### [YOUR ASSIGNMENT]
Go through the entries and say how many lines contain the string "outside". The number is the whole answer.

### [INPUT DATA]
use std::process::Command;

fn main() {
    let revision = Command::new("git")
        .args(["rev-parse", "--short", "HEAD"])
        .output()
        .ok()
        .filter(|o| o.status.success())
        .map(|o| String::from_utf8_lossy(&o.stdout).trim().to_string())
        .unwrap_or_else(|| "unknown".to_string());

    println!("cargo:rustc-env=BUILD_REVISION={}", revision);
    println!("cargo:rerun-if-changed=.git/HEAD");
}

--

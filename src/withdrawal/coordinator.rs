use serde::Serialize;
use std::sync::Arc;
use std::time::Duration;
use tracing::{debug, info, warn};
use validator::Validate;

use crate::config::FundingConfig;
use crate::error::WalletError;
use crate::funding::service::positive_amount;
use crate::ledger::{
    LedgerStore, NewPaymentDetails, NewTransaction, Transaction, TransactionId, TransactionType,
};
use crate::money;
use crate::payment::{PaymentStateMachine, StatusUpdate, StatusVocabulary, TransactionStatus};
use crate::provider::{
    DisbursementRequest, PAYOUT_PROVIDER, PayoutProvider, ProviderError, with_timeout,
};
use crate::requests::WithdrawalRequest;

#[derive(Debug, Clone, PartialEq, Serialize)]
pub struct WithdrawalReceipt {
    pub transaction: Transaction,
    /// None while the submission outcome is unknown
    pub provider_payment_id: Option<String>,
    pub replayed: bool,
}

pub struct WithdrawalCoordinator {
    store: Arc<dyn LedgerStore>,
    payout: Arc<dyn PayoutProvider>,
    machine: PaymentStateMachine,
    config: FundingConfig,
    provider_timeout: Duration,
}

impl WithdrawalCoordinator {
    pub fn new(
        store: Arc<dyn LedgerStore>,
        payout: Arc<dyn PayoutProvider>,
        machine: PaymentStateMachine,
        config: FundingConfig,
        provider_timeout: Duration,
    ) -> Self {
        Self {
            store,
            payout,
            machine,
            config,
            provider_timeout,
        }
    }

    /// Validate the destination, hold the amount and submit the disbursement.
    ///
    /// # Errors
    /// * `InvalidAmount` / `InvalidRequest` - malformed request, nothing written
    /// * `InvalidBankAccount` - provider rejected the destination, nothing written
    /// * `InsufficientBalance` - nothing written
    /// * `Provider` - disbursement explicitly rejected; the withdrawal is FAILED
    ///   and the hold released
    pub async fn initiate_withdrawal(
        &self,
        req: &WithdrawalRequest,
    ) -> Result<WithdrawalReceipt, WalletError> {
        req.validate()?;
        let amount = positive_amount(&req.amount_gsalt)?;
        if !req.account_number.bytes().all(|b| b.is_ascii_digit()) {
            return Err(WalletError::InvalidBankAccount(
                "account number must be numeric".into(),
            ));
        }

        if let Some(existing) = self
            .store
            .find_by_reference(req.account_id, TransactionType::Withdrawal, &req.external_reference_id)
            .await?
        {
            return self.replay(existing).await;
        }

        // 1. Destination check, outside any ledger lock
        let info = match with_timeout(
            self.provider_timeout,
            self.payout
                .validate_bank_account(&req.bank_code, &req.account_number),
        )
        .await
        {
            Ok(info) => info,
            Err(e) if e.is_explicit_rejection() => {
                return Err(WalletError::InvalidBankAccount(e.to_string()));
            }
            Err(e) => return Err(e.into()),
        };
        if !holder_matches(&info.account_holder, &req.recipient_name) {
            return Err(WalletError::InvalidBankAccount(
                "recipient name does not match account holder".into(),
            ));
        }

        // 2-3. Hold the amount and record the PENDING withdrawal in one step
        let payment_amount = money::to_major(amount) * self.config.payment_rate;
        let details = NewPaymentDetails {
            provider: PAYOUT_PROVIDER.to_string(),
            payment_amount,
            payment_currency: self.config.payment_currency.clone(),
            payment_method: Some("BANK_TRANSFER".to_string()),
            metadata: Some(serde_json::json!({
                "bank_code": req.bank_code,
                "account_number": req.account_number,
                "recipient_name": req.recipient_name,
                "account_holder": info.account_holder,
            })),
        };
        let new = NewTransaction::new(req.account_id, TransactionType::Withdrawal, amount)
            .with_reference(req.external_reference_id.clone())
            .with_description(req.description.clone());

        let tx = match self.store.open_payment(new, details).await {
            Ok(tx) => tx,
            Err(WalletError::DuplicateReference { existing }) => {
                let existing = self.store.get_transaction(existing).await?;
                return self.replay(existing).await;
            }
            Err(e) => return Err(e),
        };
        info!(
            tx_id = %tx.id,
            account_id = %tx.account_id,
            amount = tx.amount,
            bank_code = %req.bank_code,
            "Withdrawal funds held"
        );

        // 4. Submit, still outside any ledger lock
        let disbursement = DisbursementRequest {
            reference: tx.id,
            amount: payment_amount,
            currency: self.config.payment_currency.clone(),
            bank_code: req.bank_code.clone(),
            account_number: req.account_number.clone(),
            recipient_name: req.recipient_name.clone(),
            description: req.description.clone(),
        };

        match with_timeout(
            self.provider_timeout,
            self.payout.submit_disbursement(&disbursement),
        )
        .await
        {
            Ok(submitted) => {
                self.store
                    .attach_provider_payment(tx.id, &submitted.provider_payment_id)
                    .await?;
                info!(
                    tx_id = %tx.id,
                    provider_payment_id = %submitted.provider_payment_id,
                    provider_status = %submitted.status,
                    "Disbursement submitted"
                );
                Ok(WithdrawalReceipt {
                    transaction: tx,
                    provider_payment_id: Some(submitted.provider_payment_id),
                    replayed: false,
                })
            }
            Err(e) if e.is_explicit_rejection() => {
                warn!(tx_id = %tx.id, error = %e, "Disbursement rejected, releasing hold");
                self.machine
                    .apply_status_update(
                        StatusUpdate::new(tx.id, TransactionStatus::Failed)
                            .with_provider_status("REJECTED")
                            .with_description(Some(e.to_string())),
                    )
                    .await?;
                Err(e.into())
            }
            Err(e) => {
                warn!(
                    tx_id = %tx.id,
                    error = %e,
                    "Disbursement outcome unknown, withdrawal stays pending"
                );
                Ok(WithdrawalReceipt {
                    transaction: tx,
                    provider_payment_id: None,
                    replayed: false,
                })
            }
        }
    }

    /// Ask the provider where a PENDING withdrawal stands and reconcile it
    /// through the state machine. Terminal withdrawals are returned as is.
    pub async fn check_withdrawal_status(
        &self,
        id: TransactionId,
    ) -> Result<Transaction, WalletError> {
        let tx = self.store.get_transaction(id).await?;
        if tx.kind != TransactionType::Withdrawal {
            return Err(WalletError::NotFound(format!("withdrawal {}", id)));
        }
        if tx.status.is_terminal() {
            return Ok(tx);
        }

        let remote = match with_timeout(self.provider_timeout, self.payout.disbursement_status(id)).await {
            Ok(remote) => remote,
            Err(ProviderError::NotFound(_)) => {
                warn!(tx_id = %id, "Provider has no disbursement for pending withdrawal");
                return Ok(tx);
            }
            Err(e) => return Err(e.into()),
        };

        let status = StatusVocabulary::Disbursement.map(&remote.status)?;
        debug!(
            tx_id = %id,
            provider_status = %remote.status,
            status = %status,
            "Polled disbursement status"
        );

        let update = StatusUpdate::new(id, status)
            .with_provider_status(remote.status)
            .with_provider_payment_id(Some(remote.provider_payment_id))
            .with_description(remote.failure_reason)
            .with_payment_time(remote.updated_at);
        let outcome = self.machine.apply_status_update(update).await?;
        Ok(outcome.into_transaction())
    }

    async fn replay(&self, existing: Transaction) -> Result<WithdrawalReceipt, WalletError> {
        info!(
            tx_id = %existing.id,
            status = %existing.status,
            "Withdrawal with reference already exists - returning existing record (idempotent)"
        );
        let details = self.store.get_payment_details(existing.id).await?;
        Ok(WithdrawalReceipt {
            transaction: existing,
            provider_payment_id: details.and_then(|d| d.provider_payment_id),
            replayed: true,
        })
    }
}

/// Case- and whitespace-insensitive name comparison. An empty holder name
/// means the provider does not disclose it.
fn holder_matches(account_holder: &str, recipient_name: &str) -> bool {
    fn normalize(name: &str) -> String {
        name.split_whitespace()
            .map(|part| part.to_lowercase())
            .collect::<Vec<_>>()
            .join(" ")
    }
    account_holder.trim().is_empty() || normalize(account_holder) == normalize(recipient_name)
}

### [WRITTEN ANSWER]
2